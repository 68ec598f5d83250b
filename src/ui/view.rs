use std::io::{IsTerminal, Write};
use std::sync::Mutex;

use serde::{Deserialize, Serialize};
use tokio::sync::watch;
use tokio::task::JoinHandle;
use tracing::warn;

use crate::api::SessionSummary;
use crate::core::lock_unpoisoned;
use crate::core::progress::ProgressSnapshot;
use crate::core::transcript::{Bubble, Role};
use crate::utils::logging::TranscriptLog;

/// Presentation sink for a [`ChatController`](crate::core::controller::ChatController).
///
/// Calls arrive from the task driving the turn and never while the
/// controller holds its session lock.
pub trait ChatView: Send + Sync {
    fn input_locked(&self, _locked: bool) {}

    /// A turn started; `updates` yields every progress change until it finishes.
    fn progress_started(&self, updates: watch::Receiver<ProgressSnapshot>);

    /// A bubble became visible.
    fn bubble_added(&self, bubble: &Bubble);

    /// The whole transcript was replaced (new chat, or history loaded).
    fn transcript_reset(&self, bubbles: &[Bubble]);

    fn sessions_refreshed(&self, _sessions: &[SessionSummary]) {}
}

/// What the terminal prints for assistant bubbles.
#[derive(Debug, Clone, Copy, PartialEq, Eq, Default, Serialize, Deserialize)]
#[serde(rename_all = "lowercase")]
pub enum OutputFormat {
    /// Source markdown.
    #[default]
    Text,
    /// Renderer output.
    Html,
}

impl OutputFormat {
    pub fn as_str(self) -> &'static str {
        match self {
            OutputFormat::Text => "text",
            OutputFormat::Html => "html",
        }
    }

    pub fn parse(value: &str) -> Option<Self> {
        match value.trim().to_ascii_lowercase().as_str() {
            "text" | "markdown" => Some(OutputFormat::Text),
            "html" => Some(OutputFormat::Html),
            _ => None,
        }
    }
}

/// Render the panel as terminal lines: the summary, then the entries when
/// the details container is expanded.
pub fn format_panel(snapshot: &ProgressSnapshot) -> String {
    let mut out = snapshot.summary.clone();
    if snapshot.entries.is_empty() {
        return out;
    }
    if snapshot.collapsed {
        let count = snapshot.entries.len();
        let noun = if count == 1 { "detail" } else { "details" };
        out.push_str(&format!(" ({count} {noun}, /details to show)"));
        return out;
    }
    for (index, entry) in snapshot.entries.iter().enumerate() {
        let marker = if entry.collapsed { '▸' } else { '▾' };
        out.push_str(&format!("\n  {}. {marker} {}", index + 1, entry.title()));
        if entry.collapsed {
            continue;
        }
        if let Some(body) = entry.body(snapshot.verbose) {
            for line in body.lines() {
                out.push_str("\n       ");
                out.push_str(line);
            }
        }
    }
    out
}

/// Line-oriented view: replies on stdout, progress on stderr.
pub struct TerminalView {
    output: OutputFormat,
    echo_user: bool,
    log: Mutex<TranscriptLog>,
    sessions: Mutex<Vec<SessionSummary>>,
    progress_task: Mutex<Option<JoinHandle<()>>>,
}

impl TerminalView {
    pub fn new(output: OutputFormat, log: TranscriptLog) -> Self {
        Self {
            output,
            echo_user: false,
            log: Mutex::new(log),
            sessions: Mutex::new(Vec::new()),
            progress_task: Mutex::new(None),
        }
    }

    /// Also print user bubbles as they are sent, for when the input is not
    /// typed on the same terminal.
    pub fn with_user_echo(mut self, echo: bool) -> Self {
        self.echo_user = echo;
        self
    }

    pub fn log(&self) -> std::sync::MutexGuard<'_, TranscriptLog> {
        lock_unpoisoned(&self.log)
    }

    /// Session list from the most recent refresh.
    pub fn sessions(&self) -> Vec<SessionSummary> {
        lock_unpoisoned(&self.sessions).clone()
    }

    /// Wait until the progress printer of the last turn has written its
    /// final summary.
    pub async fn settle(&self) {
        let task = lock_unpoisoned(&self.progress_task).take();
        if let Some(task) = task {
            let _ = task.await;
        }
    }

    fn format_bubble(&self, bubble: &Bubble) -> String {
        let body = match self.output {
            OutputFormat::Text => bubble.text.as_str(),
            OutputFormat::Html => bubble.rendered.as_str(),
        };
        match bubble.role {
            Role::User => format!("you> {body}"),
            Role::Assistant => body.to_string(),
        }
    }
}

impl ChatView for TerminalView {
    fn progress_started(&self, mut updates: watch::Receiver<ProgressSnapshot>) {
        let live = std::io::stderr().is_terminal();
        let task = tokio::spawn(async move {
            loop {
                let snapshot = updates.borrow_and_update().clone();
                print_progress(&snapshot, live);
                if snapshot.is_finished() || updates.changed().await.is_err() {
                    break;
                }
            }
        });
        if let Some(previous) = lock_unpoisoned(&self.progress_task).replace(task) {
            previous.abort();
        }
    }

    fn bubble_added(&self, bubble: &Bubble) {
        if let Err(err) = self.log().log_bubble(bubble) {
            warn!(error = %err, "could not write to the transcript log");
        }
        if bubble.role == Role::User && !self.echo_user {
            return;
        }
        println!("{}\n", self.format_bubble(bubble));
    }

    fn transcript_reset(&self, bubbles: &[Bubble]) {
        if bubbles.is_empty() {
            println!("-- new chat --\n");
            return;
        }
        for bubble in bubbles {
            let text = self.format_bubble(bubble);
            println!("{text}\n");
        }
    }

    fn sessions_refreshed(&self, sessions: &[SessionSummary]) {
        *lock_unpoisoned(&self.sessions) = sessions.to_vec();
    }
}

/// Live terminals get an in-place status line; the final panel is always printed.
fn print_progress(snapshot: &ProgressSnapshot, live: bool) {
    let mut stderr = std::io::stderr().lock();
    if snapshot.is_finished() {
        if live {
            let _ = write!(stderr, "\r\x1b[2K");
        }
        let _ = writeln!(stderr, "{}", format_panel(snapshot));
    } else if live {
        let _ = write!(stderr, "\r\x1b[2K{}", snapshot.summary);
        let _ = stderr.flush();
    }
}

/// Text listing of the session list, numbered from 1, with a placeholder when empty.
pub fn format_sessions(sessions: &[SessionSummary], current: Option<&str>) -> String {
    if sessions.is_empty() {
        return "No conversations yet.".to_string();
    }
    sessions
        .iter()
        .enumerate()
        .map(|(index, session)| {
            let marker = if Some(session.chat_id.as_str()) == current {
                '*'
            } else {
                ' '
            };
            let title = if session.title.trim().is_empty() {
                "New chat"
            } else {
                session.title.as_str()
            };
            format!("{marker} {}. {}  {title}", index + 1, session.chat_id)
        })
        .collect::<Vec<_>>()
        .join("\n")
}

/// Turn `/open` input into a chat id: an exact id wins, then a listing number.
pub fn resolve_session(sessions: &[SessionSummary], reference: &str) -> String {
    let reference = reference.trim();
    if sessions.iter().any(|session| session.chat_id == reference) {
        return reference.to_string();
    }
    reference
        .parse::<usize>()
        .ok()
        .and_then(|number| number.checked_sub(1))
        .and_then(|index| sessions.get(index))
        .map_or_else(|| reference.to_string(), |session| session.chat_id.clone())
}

...

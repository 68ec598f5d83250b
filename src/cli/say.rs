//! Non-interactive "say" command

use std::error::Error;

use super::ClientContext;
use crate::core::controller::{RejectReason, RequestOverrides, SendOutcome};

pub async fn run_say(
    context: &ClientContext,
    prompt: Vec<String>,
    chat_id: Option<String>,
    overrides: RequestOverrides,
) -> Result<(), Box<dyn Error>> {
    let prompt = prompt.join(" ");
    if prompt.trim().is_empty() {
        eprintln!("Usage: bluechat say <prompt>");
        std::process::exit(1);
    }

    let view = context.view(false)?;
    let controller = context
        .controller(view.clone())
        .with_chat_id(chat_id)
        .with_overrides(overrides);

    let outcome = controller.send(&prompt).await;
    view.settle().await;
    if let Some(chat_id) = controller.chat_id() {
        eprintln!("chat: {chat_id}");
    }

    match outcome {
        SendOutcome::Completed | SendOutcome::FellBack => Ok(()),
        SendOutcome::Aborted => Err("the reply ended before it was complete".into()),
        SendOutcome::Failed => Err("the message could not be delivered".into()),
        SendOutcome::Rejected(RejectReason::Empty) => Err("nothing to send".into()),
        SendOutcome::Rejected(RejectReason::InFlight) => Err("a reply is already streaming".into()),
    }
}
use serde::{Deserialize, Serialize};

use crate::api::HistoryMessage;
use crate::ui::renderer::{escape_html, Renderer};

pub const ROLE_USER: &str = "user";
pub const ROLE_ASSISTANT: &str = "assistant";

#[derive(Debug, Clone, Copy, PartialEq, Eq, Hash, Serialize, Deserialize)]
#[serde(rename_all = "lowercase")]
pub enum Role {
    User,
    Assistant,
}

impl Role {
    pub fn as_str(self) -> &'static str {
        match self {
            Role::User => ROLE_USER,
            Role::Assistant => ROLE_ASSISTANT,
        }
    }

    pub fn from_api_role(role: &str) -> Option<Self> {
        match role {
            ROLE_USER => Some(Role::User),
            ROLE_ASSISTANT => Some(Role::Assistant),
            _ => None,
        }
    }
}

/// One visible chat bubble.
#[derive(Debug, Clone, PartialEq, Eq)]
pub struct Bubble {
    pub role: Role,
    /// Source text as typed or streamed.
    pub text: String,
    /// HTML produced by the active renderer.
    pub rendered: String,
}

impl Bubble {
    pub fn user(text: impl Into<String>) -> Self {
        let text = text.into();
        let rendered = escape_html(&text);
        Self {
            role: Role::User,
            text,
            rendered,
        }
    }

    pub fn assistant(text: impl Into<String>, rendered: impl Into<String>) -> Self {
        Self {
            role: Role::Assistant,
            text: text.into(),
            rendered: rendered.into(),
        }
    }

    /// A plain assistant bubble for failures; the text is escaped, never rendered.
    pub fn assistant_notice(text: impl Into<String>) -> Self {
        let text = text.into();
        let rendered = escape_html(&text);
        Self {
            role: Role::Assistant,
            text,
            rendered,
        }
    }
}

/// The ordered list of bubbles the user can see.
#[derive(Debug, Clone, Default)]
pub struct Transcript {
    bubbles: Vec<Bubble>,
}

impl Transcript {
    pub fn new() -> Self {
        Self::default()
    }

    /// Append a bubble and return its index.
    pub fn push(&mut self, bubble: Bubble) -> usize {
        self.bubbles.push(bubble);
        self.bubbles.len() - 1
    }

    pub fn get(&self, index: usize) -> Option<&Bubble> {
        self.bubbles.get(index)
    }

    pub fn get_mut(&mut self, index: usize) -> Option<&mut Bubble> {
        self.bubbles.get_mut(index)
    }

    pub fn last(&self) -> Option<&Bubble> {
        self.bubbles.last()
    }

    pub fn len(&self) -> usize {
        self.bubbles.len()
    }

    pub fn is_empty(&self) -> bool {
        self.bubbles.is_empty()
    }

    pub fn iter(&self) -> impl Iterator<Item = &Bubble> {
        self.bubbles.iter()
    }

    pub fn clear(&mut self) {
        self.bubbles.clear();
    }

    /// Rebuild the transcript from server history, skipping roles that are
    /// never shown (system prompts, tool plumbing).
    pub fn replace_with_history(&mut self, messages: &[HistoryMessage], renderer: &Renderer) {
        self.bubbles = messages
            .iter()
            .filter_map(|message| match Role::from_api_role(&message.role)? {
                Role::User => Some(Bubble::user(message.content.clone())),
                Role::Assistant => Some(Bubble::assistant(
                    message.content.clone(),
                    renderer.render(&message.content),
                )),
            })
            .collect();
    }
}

#### TASK REQUIREMENTS
Set down, unchanged, only those lines above that fall between the line with "pub fn user(text: impl" and the line with "prompts, tool plumbing).", the two end lines included.

#### EXERCISE RESULT
    pub fn user(text: impl Into<String>) -> Self {
        let text = text.into();
        let rendered = escape_html(&text);
        Self {
            role: Role::User,
            text,
            rendered,
        }
    }

    pub fn assistant(text: impl Into<String>, rendered: impl Into<String>) -> Self {
        Self {
            role: Role::Assistant,
            text: text.into(),
            rendered: rendered.into(),
        }
    }

    /// A plain assistant bubble for failures; the text is escaped, never rendered.
    pub fn assistant_notice(text: impl Into<String>) -> Self {
        let text = text.into();
        let rendered = escape_html(&text);
        Self {
            role: Role::Assistant,
            text,
            rendered,
        }
    }
}

/// The ordered list of bubbles the user can see.
#[derive(Debug, Clone, Default)]
pub struct Transcript {
    bubbles: Vec<Bubble>,
}

impl Transcript {
    pub fn new() -> Self {
        Self::default()
    }

    /// Append a bubble and return its index.
    pub fn push(&mut self, bubble: Bubble) -> usize {
        self.bubbles.push(bubble);
        self.bubbles.len() - 1
    }

    pub fn get(&self, index: usize) -> Option<&Bubble> {
        self.bubbles.get(index)
    }

    pub fn get_mut(&mut self, index: usize) -> Option<&mut Bubble> {
        self.bubbles.get_mut(index)
    }

    pub fn last(&self) -> Option<&Bubble> {
        self.bubbles.last()
    }

    pub fn len(&self) -> usize {
        self.bubbles.len()
    }

    pub fn is_empty(&self) -> bool {
        self.bubbles.is_empty()
    }

    pub fn iter(&self) -> impl Iterator<Item = &Bubble> {
        self.bubbles.iter()
    }

    pub fn clear(&mut self) {
        self.bubbles.clear();
    }

    /// Rebuild the transcript from server history, skipping roles that are
    /// never shown (system prompts, tool plumbing).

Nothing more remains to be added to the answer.